Please copy the leading lines of the entries below exactly, concluding with the line in which "use raylib::prelude::*;" occurs.
##### Material for this task
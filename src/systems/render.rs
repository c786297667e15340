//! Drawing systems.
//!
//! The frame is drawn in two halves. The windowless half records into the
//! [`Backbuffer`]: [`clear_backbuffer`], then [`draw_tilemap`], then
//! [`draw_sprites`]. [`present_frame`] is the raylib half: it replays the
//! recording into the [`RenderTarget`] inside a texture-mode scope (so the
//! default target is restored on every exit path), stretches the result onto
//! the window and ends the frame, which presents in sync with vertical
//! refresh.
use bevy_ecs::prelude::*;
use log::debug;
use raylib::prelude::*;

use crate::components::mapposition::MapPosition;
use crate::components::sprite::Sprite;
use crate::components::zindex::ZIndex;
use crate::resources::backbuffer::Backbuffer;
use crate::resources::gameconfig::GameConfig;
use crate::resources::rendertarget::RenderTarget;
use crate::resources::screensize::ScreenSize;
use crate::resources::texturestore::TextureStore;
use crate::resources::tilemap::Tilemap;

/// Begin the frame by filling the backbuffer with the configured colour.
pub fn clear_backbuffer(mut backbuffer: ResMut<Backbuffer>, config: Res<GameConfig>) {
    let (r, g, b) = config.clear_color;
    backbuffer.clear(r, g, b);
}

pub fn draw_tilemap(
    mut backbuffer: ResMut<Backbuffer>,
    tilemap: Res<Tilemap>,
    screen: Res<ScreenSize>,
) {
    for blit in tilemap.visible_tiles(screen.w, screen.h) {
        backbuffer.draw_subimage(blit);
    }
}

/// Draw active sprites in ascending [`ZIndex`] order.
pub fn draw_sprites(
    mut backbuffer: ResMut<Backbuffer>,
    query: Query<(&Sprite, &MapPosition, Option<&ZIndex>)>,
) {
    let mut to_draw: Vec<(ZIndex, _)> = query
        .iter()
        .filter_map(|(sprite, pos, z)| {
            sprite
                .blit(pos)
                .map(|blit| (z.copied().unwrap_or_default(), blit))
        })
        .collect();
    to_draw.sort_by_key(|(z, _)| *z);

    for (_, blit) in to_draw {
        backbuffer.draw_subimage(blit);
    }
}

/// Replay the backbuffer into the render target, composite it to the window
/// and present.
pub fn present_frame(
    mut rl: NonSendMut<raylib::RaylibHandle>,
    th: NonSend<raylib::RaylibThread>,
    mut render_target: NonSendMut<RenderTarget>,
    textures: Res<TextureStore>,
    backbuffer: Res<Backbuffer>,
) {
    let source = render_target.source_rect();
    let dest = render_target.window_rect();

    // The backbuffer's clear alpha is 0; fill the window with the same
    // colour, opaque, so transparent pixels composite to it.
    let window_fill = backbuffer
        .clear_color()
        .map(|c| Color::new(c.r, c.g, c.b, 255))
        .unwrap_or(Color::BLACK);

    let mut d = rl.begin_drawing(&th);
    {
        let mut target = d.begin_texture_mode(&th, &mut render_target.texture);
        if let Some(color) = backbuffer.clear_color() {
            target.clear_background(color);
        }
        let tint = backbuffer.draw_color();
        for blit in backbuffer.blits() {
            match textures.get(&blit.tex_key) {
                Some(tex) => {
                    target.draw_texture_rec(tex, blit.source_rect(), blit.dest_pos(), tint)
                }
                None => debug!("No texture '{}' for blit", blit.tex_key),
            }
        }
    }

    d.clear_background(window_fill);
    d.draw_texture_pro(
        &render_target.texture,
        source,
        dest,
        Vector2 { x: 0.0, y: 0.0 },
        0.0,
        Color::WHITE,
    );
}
##########
Response area
filename src/systems/render.rs
repository c786297667e15340
//! Drawing systems.
//!
//! The frame is drawn in two halves. The windowless half records into the
//! [`Backbuffer`]: [`clear_backbuffer`], then [`draw_tilemap`], then
//! [`draw_sprites`]. [`present_frame`] is the raylib half: it replays the
//! recording into the [`RenderTarget`] inside a texture-mode scope (so the
//! default target is restored on every exit path), stretches the result onto
//! the window and ends the frame, which presents in sync with vertical
//! refresh.
use bevy_ecs::prelude::*;
use log::debug;
use raylib::prelude::*;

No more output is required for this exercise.